----- INPUT DATA
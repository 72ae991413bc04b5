//! Authorization gate applied in front of every method dispatch.

use std::sync::Arc;

use tracing::{debug, warn};

use authhub_core::error::AppError;
use authhub_core::result::AppResult;

use super::table::AclTable;
use crate::jwt::{Claims, JwtDecoder};

/// Outcome of a successful authorization check.
#[derive(Debug, Clone)]
pub enum AuthDecision {
    /// The method is public; no credential was required.
    Public,
    /// The caller presented a valid credential and passed the ACL.
    Authenticated(Claims),
}

impl AuthDecision {
    /// Claims attached to the call, if any.
    pub fn claims(&self) -> Option<&Claims> {
        match self {
            Self::Public => None,
            Self::Authenticated(claims) => Some(claims),
        }
    }
}

/// Checks each incoming call against the public-method set and the ACL.
#[derive(Debug, Clone)]
pub struct AuthInterceptor {
    /// Static access control table.
    table: AclTable,
    /// Token validator.
    decoder: Arc<JwtDecoder>,
}

impl AuthInterceptor {
    /// Creates a new interceptor.
    pub fn new(table: AclTable, decoder: Arc<JwtDecoder>) -> Self {
        Self { table, decoder }
    }

    /// Authorizes a call to `method` with an optional `Authorization`
    /// header value.
    ///
    /// Public methods pass without a credential. For every other method
    /// the credential must be present and valid, and the caller's role
    /// must appear in the method's ACL entry. A method with no entry is
    /// denied for every role.
    pub fn authorize(
        &self,
        method: &str,
        authorization: Option<&str>,
    ) -> AppResult<AuthDecision> {
        if self.table.is_public(method) {
            return Ok(AuthDecision::Public);
        }

        let header = authorization
            .ok_or_else(|| AppError::unauthenticated("Missing authorization credential"))?;
        let claims = self.decoder.decode_bearer(header)?;

        if !self.table.has_rule(method) {
            warn!(method, "Denying method with no access rule");
            return Err(AppError::permission_denied(format!(
                "Method '{method}' is not permitted for any role"
            )));
        }

        if !self.table.allows(method, claims.role) {
            debug!(method, user_id = claims.sub, role = %claims.role, "Role not permitted for method");
            return Err(AppError::permission_denied(format!(
                "Role '{}' is not permitted to call '{method}'",
                claims.role
            )));
        }

        Ok(AuthDecision::Authenticated(claims))
    }
}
----------
**EXERCISE BRIEF**
All that is needed is the exact run of lines above from the line containing "return Ok(AuthDecision::Public);" through the line containing "with no access", both of them included.

**SOLVED PROBLEM**
            return Ok(AuthDecision::Public);
        }

        let header = authorization
            .ok_or_else(|| AppError::unauthenticated("Missing authorization credential"))?;
        let claims = self.decoder.decode_bearer(header)?;

        if !self.table.has_rule(method) {
            warn!(method, "Denying method with no access rule");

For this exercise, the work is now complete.